Zeus presents the story of Aegisthus as an object lesson in human folly. People are already destined to suffer a certain amount, and yet sometimes they increase their quota of suffering by making bad choices—as Aegisthus did in killing Agamemnon and partnering with Clytemnestra, despite the warnings of the gods. Athena replies by reminding her father that Odysseus is stuck on Calypso’s island, thanks to “bad luck,” the hostility of Poseidon, and the negligence of Zeus himself—although perhaps also, we may speculate, thanks to his own decisions.

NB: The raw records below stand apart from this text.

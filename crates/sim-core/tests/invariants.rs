//! Property tests over randomized configs and seeds, generalizing the
//! quantified invariants from single-struct checks to whole-run checks.

use proptest::prelude::*;
use sim_core::Simulation;
use sim_types::{SimId, SimulationConfig};

fn arb_config() -> impl Strategy<Value = SimulationConfig> {
    (4u32..12, 1.0f64..3.0, 1.0f64..5.0, 1u64..6, 1u64..50).prop_map(
        |(num_validators, block_time, request_timeout, t_short, t_long)| SimulationConfig {
            num_simulations: 1,
            simulation_duration_days: 0.2,
            num_validators,
            block_time,
            request_timeout,
            t_fails_short_days: t_short as f64,
            t_fails_long_days: t_long as f64,
            mean_short_offline_minutes: 5.0,
            mean_long_offline_hours: 1.0,
            reset_meeting_interval_in_hours: 2.0,
            adjust_meeting_interval_in_hours: Some(4.0),
            adjust_procedure_interval_in_blocks: 0,
            adjust_procedure_call_failure_probability: 0.0,
            p_operator_absence: 0.1,
        },
    )
}

proptest! {
    #[test]
    fn clock_never_moves_backward(config in arb_config(), seed in any::<u64>()) {
        let output = Simulation::new(SimId(1), config.clone(), seed).run();
        prop_assert!(output.is_ok());
        let blocks = output.unwrap().blocks;
        for w in blocks.windows(2) {
            prop_assert!(w[1].timestamp >= w[0].timestamp);
        }
    }

    #[test]
    fn successful_blocks_respect_minimum_spacing(config in arb_config(), seed in any::<u64>()) {
        let block_time_floor = config.block_time.floor() as i64;
        let output = Simulation::new(SimId(1), config, seed).run().unwrap();
        for w in output.blocks.windows(2) {
            prop_assert!(w[1].timestamp - w[0].timestamp >= block_time_floor);
        }
    }

    #[test]
    fn same_seed_is_bit_reproducible(config in arb_config(), seed in any::<u64>()) {
        let a = Simulation::new(SimId(1), config.clone(), seed).run().unwrap();
        let b = Simulation::new(SimId(1), config, seed).run().unwrap();
        prop_assert_eq!(a.blocks.len(), b.blocks.len());
        for (x, y) in a.blocks.iter().zip(b.blocks.iter()) {
            prop_assert_eq!(x.timestamp, y.timestamp);
            prop_assert_eq!(x.proposer, y.proposer);
        }
    }
}
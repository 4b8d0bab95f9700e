//! Pure BFT quorum arithmetic and proposer selection over a validator
//! slice. Free functions, not methods on a calculator struct: none of them
//! own configuration, so there is nothing to wrap state around.

use sim_types::ValidatorId;

use crate::validator::Validator;

fn included(validators: &[Validator]) -> impl Iterator<Item = &Validator> {
    validators.iter().filter(|v| v.included)
}

/// Strictly more than 2/3 of included validators online. False with zero
/// included validators.
pub fn consensus_quorum_met(validators: &[Validator]) -> bool {
    let included: Vec<&Validator> = included(validators).collect();
    if included.is_empty() {
        return false;
    }
    let online = included.iter().filter(|v| v.is_online()).count();
    online * 3 > included.len() * 2
}

/// No validators included, or the consecutive-failure counter has reached
/// a third of the included set. Compared as `cf * 3 >= count` rather than
/// `cf >= count / 3`: integer division on the right-hand side truncates
/// the threshold and trips the predicate too early whenever `count` isn't
/// a multiple of 3.
pub fn network_stopped(validators: &[Validator], consecutive_failures: u64) -> bool {
    let count = included(validators).count();
    count == 0 || consecutive_failures as usize * 3 >= count
}

/// Strictly more than 2/3 of included validators are online and their
/// operator is present.
pub fn reset_quorum_met(validators: &[Validator]) -> bool {
    let included: Vec<&Validator> = included(validators).collect();
    if included.is_empty() {
        return false;
    }
    let ready = included
        .iter()
        .filter(|v| v.is_online() && v.operator_present)
        .count();
    ready * 3 > included.len() * 2
}

/// Strictly more than 1/2 of included validators are online and their
/// operator is present.
pub fn adjust_quorum_met(validators: &[Validator]) -> bool {
    let included: Vec<&Validator> = included(validators).collect();
    if included.is_empty() {
        return false;
    }
    let ready = included
        .iter()
        .filter(|v| v.is_online() && v.operator_present)
        .count();
    ready * 2 > included.len()
}

/// Sorted-by-identity view of the included set, used both for proposer
/// selection and by the meeting protocols.
pub fn included_sorted(validators: &[Validator]) -> Vec<ValidatorId> {
    let mut ids: Vec<ValidatorId> = included(validators).map(|v| v.id).collect();
    ids.sort();
    ids
}

/// `cursor mod |included|`. Caller advances the cursor by one after every
/// attempt regardless of outcome.
pub fn select_proposer(validators: &[Validator], cursor: u64) -> Option<ValidatorId> {
    let ids = included_sorted(validators);
    if ids.is_empty() {
        return None;
    }
    Some(ids[(cursor as usize) % ids.len()])
}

This first exchange between divine father and divine daughter has sometimes been read to imply that the gods of The Odyssey ensure that good people, like Odysseus, are rewarded for their virtue, while bad people, like the suitors, are punished. Aristotle, the philosopher of the fourth century BCE, may hint at this interpretation in a very brief allusion to the poem: he says that The Odyssey has a double structure, and ends in opposite ways for the “better” and “worse” characters (Poetics 1453a). But “better” is not the same as “good,” and the word Aristotle uses can mean simply “more noble” or “higher class.” In fact, neither Zeus’ words nor the narrative of the poem suggests that morally good behavior guarantees a happy life. Zeus says nothing about virtue as such in this speech. Although one may speculate that the gods warned Aegisthus because they are on the side of ethical behavior (against adultery, murder, and usurpation), this is not what Zeus himself says. Rather, he insists that Aegisthus was imprudent and foolish in pursuing a course of action that he should have known would result in his doom. When Athena urges Zeus to help Odysseus, she does not claim that her favorite human is morally superior to all others—a case that would be hard to make about this lying, self-interested sacker of cities. Instead Athena reminds Zeus that Odysseus “is more sensible than other humans.” His intelligence sets him apart from other adulterers and murderers. Gods usually favor people who are exceptionally talented in some way, and the poem makes it clear that it is Odysseus’ special form of cleverness that has earned him the attention of Athena.